### PROVIDED ENTRIES
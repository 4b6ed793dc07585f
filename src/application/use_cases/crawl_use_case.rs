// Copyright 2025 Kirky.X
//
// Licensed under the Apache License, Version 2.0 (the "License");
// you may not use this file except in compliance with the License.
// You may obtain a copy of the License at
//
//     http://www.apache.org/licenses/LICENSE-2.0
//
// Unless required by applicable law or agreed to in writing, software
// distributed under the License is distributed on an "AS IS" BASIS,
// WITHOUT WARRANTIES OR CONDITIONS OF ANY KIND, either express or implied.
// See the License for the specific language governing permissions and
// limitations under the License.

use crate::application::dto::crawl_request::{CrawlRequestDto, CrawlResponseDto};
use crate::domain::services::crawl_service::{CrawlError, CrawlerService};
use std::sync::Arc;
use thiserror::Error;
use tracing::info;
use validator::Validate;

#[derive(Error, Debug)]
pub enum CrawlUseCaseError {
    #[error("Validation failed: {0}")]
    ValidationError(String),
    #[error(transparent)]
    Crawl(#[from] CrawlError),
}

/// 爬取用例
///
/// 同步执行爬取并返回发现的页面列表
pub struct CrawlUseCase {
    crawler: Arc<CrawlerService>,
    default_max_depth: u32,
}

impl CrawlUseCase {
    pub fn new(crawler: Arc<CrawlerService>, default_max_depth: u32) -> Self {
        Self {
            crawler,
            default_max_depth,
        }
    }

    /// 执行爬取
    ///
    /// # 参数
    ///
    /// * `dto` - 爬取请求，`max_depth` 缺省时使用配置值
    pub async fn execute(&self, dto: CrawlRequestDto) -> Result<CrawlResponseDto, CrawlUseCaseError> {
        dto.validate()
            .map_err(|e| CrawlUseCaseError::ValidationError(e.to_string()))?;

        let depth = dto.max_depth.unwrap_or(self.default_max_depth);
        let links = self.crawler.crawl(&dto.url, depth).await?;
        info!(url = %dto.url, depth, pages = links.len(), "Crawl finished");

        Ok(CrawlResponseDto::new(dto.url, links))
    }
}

...

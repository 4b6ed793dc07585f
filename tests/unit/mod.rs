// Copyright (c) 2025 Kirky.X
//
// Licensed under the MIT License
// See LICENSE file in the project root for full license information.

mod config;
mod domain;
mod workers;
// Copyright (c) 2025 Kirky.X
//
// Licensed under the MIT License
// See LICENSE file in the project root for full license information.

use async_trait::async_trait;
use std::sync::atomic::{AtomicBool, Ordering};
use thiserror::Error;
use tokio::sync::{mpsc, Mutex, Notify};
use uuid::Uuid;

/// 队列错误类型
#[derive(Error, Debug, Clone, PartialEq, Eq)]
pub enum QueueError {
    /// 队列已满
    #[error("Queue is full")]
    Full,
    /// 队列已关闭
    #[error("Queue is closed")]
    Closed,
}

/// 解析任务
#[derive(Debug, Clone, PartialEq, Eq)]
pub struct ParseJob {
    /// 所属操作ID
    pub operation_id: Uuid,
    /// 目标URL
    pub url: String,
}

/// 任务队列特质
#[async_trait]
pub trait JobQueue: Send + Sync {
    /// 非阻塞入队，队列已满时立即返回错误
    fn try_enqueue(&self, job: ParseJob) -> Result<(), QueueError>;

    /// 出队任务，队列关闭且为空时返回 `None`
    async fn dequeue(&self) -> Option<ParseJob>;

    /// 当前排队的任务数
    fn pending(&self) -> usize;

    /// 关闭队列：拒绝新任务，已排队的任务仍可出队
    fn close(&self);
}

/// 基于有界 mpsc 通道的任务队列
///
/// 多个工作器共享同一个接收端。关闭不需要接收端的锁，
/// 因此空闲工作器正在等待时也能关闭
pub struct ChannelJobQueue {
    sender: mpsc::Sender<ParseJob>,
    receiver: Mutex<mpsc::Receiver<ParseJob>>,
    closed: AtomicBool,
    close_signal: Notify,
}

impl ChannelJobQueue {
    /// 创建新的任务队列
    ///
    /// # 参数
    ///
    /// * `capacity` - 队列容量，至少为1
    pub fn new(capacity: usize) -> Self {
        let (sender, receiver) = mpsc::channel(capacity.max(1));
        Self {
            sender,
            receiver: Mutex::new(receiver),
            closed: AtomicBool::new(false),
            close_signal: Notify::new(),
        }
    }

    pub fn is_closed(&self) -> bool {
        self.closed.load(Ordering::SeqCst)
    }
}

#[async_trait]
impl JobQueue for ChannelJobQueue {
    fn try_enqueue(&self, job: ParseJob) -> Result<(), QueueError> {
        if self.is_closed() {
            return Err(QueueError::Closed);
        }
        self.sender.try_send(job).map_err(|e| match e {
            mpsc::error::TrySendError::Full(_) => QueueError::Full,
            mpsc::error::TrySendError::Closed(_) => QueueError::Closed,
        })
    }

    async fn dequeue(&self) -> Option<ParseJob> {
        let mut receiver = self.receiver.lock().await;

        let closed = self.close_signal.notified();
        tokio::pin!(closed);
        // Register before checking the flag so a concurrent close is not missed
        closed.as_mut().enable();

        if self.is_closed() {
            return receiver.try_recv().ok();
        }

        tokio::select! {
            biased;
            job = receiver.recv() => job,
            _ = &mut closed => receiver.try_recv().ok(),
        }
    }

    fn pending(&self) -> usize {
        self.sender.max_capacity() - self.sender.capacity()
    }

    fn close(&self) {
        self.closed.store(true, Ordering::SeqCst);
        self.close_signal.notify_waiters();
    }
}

...

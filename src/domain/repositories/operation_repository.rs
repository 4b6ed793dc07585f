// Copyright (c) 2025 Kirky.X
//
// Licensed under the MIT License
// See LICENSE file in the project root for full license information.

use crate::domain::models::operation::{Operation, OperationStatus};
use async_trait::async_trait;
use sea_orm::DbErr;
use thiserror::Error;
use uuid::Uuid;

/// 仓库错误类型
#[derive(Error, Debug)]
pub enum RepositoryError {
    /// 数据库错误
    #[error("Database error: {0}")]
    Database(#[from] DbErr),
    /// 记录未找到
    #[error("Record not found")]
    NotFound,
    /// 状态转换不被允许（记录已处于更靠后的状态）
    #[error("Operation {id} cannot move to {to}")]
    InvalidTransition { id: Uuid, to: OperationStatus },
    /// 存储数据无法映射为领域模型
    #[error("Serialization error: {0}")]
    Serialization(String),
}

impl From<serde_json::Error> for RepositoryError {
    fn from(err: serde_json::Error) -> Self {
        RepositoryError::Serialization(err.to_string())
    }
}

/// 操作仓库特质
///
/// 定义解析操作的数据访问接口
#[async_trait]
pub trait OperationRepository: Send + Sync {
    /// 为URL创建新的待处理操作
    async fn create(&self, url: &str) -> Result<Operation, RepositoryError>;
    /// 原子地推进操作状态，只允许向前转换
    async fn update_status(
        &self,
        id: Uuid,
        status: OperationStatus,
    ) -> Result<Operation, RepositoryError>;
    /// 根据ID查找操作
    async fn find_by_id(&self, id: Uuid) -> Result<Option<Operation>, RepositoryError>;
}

### TASK STATEMENT
Return every line of the preceding records in which the word "CrawlError" appears.

### EXERCISE ANSWER
use crate::domain::services::crawl_service::{CrawlError, CrawlerService};
    Crawl(#[from] CrawlError),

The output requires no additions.